I wrote a book, and my mom never saw it.  And while the unfairness of losing my mom makes my heart hurt, my mom never seeing my book is not part of it.   She knew that I wrote a book, and this time the words were insignificant.  It didn’t matter how cleverly I arranged the words on the pages.    She would have been proud of 276 pages of drivel, because I wrote it.

Words are not what sustained us through these last few hard months.    It was the verbs, the actions that have made me believe:  My mom’s invariable smile for us and her caregivers no matter how much she hurt.    Her friends’ daily treats and stories that kept her spirits up when we couldn’t be there.      It was the way we, her kids, took care of her that showed her how important she was—the thousands of miles traveled back and forth to take care of her, the party we gave her with all the cousins from near and so far away, the attentiveness to her needs.   I can breathe a sad sigh of relief knowing that we did our best.  All I ever wanted was to feel like we did right by her.    Those words are stupid too, but they come close.  

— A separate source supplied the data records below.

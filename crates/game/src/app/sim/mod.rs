//! Fixed-step simulation core. One call to [`World::tick`] advances every
//! system exactly one frame; the loop above drives it and the renderer reads
//! the resulting state without mutating it.

pub mod animation;
pub mod collision;
pub mod combat;
pub mod companion;
pub mod constants;
pub mod input;
pub mod invuln;
pub mod motion;
pub mod patrol;


use engine::KeyEvent;

use collision::Aabb;
use constants::{
    BEAM_FORWARD_OFFSET, BEAM_H, BEAM_TRAILING_OFFSET, BEAM_W, COMPANION_SPAWN_OFFSET, ENEMY_H,
    ENEMY_SPAWN_X, ENEMY_SPAWN_Y, ENEMY_W, MAX_HEALTH, PLAYER_GROUND_Y, PLAYER_H, PLAYER_SPAWN_X,
    PLAYER_W,
};
use invuln::InvulnTimer;

#[derive(Debug, Clone, Copy, PartialEq, Eq)]
pub enum Facing {
    Left,
    Right,
}

#[derive(Debug, Clone, Copy)]
pub struct Player {
    pub x: i32,
    pub y: i32,
    pub vx: i32,
    pub vy: i32,
    pub facing: Facing,
    pub airborne: bool,
    pub health: i32,
    pub invuln: InvulnTimer,
    pub visible: bool,
}

impl Player {
    pub fn spawn() -> Self {
        Self {
            x: PLAYER_SPAWN_X,
            y: PLAYER_GROUND_Y,
            vx: 0,
            vy: 0,
            facing: Facing::Right,
            airborne: false,
            health: MAX_HEALTH,
            invuln: InvulnTimer::default(),
            visible: true,
        }
    }

    pub fn bounding_box(&self) -> Aabb {
        Aabb::new(self.x, self.y, PLAYER_W, PLAYER_H)
    }
}

#[derive(Debug, Clone, Copy)]
pub struct Enemy {
    pub x: i32,
    pub y: i32,
    /// Patrol direction, always -1 or 1.
    pub vel_sign: i32,
    pub facing: Facing,
    pub health: i32,
    pub invuln: InvulnTimer,
    /// Cleared permanently when health runs out; a dead enemy is excluded
    /// from collision, patrol, and rendering. Distinct from the flicker
    /// driven `visible` flag, which comes back.
    pub alive: bool,
    pub visible: bool,
}

impl Enemy {
    pub fn spawn() -> Self {
        Self {
            x: ENEMY_SPAWN_X,
            y: ENEMY_SPAWN_Y,
            vel_sign: 1,
            facing: Facing::Right,
            health: MAX_HEALTH,
            invuln: InvulnTimer::default(),
            alive: true,
            visible: true,
        }
    }

    pub fn bounding_box(&self) -> Aabb {
        Aabb::new(self.x, self.y, ENEMY_W, ENEMY_H)
    }
}

#[derive(Debug, Clone, Copy)]
pub struct Beam {
    pub active: bool,
    pub x: i32,
    pub y: i32,
    pub facing: Facing,
}

impl Default for Beam {
    fn default() -> Self {
        Self {
            active: false,
            x: 0,
            y: 0,
            facing: Facing::Right,
        }
    }
}

impl Beam {
    /// Re-anchor to the player's post-motion position. The beam extends
    /// forward from the leading edge of whichever way the player faces and
    /// is centered on the player vertically.
    pub fn track_player(&mut self, player: &Player) {
        self.facing = player.facing;
        self.x = match player.facing {
            Facing::Right => player.x + BEAM_FORWARD_OFFSET,
            Facing::Left => player.x - BEAM_W + PLAYER_W - BEAM_TRAILING_OFFSET,
        };
        self.y = player.y + PLAYER_H / 2 - BEAM_H / 2;
    }

    pub fn bounding_box(&self) -> Aabb {
        Aabb::new(self.x, self.y, BEAM_W, BEAM_H)
    }
}

#[derive(Debug, Clone, Copy)]
pub struct Companion {
    pub x: i32,
    pub y: i32,
    pub cycle_x: i32,
    pub cycle_y: i32,
}

impl Companion {
    pub fn spawn() -> Self {
        Self {
            x: PLAYER_SPAWN_X - COMPANION_SPAWN_OFFSET,
            y: PLAYER_GROUND_Y - COMPANION_SPAWN_OFFSET,
            cycle_x: 0,
            cycle_y: 0,
        }
    }
}

/// Complete mutable game state. Everything the renderer needs is readable
/// here after a tick; nothing outside the world carries simulation state.
#[derive(Debug)]
pub struct World {
    pub player: Player,
    pub enemy: Enemy,
    pub beam: Beam,
    pub companion: Companion,
    quit: bool,
}

impl World {
    pub fn new() -> Self {
        Self {
            player: Player::spawn(),
            enemy: Enemy::spawn(),
            beam: Beam::default(),
            companion: Companion::spawn(),
            quit: false,
        }
    }

    pub fn handle_key(&mut self, event: KeyEvent) {
        input::apply_key_event(&mut self.player, &mut self.beam, &mut self.quit, event);
    }

    pub fn request_quit(&mut self) {
        self.quit = true;
    }

    pub fn quit_requested(&self) -> bool {
        self.quit
    }

    /// Advance the simulation one frame: movement first, then the follower
    /// and beam re-anchor to the new player position, then combat resolves
    /// against final positions.
    pub fn tick(&mut self) {
        motion::update_player(&mut self.player);
        self.player.visible = self.player.invuln.tick();

        patrol::update_patrol(&mut self.enemy);
        self.enemy.visible = self.enemy.invuln.tick();

        companion::update_companion(&mut self.companion, &self.player);
        self.beam.track_player(&self.player);

        combat::resolve_combat(&mut self.player, &mut self.enemy, &self.beam);
    }
}

impl Default for World {
    fn default() -> Self {
        Self::new()
    }
}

And so we move on without her, words that make heart hurt.    But I couldn’t move on to that self-centered task of promoting my book without acknowledging my mom first.    She will be on my mind at every event, and by habit I will probably go home and try to call her or email her about how it went.     And then words will likely fail me again, as I can’t explain the loss, or the ache, or the relief.   I can’t do justice to her humor, or her compassion, or her heart.     All I can do is keep her close, remember her, and try to live the way my mom lived.  My hope is that my family and I can emulate her quiet spirit, and somehow my mom will shine through.